Moreover, we also analyze the metrics’ convergence to determine the possible epoch to train the model optimally. Figure 3 shows the Hit@n, mean rank, and mean reciprocal rank of ComplEx-GNN on FB15k-237 dataset. At first glance, on Hit@k’s chart, the percentage saw an upward coverage tendency at the first 64 epochs, then having a mild fluctuation from 23.1% to 23.6% on Hits@1, 33.4% to 35.9% on Hits@3 and 49.4% to 50.6% on Hits@10, respectively. Meanwhile, a similar trend was experienced on MRR’s chart ranging 32.1% to 32.8%, approximately. Figure 4 shows our experiments on WN18RR, the statistics for Hits@k(1, 3, 10) climbed substantially, reaching 37.6% on Hits@1, 45.6% on Hits@3, and 51.1% on Hits@10 at the first 304 epochs, before continuing to follow this tendency but less critically. Meanwhile, the MRR rapidly increased to 43.1% before fluctuating with a variation of around 1.6%. The charts shows that the convergence proceed of Hits@k is slightly slower than MRR on both two dataset.

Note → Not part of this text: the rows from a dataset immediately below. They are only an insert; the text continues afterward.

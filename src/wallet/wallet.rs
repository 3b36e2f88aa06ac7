use crate::error::{LedgerError, Result};
use ring::rand::SystemRandom;
use ring::signature::{EcdsaKeyPair, KeyPair, ECDSA_P256_SHA256_FIXED_SIGNING};

const VERSION: u8 = 0x00;
pub const ADDRESS_CHECK_SUM_LEN: usize = 4;

/// An in-memory ECDSA P-256 key pair.
///
/// Address derivation: public key -> SHA-256 -> RIPEMD-160 -> version byte +
/// hash + 4-byte checksum -> base58 text.
pub struct Wallet {
    pkcs8: Vec<u8>,
    public_key: Vec<u8>,
}

impl Wallet {
    pub fn new() -> Result<Wallet> {
        let pkcs8 = crate::utils::new_key_pair()?;
        let rng = SystemRandom::new();
        let key_pair =
            EcdsaKeyPair::from_pkcs8(&ECDSA_P256_SHA256_FIXED_SIGNING, pkcs8.as_ref(), &rng)
                .map_err(|e| {
                    LedgerError::Crypto(format!("Failed to create key pair from PKCS8: {e}"))
                })?;
        let public_key = key_pair.public_key().as_ref().to_vec();
        Ok(Wallet { pkcs8, public_key })
    }

    pub fn get_address(&self) -> String {
        convert_address(hash_pub_key(self.public_key.as_slice()).as_slice())
    }

    pub fn get_public_key(&self) -> &[u8] {
        self.public_key.as_slice()
    }

    pub fn get_pkcs8(&self) -> &[u8] {
        self.pkcs8.as_slice()
    }
}

/// SHA-256 then RIPEMD-160 over the raw public key bytes; 20-byte result.
pub fn hash_pub_key(pub_key: &[u8]) -> Vec<u8> {
    let pub_key_sha256 = crate::utils::sha256_digest(pub_key);
    crate::utils::ripemd160_digest(pub_key_sha256.as_slice())
}

fn checksum(payload: &[u8]) -> Vec<u8> {
    let first_sha = crate::utils::sha256_digest(payload);
    let second_sha = crate::utils::sha256_digest(first_sha.as_slice());
    second_sha[0..ADDRESS_CHECK_SUM_LEN].to_vec()
}

/// Render a public-key hash as checksummed base58 address text.
pub fn convert_address(pub_key_hash: &[u8]) -> String {
    let mut payload: Vec<u8> = vec![VERSION];
    payload.extend(pub_key_hash);
    let check = checksum(payload.as_slice());
    payload.extend(check.as_slice());
    crate::utils::base58_encode(payload.as_slice())
}

pub fn validate_address(address: &str) -> bool {
    let payload = match crate::utils::base58_decode(address) {
        Ok(payload) => payload,
        Err(_) => return false,
    };

    if payload.len() < ADDRESS_CHECK_SUM_LEN + 1 {
        return false;
    }

    let actual_checksum = &payload[payload.len() - ADDRESS_CHECK_SUM_LEN..];
    let target_checksum = checksum(&payload[..payload.len() - ADDRESS_CHECK_SUM_LEN]);
    actual_checksum.eq(target_checksum.as_slice())
}

/// Extract the public-key hash from checksummed address text. Fails when the
/// checksum does not match or the payload is too short.
pub fn decode_pub_key_hash(address: &str) -> Result<Vec<u8>> {
    if !validate_address(address) {
        return Err(LedgerError::InvalidAddress(address.to_string()));
    }
    let payload = crate::utils::base58_decode(address)?;
    Ok(payload[1..payload.len() - ADDRESS_CHECK_SUM_LEN].to_vec())
}

#[cfg(test)]
mod tests {
    use super::*;

    #[test]
    fn test_address_round_trip() {
        let wallet = Wallet::new().unwrap();
        let address = wallet.get_address();
        assert!(validate_address(&address));

        let decoded = decode_pub_key_hash(&address).unwrap();
        assert_eq!(decoded, hash_pub_key(wallet.get_public_key()));
        assert_eq!(decoded.len(), 20);
    }

    #[test]
    fn test_tampered_address_fails_checksum() {
        let wallet = Wallet::new().unwrap();
        let mut address = wallet.get_address();
        // Swap the first character for a different base58 digit.
        let replacement = if address.starts_with('2') { '3' } else { '2' };
        address.replace_range(0..1, &replacement.to_string());
        assert!(!validate_address(&address));
        assert!(decode_pub_key_hash(&address).is_err());
    }

    #[test]
    fn test_validate_rejects_garbage() {
        assert!(!validate_address(""));
        assert!(!validate_address("0OIl"));
        assert!(!validate_address("abc"));
    }
}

In conclusion, the convergence of our model shows that it is fast and requires at least 300 epochs for WN18RR and 1000 epochs for FB15k-237. Although the stable process on WN18RR, the poor result on that dataset.

5 Conclusion

In this paper, we have proposed ComplEx-GNN model based on integrating graph neural networks and complex representation for the link prediction problem. First, we embedded entities and relations into complex space, then utilized the graph features by the Graph Aggregation Layers. By the way, the graph connectivity and relation types can be included in the learning process. The ComplEx’s scoring function is applied to take advantage of the complex space, which could handle symmetric and asymmetric relations and enhance the model’s expressivity. The gap between our model with ComplEx and LiteralE and GNN models proves the importance of structural information, indicating the power of complex space in representing entities and relations. Although obtaining the better result, the training time is significant and performs poorly on WN18RR.

In future work, we intend to embed graph features into the hypercomplex space to exploit more latent semantic information. Moreover, we also seek to simplify the Graph Aggregation Layer to be scalable in large KGs.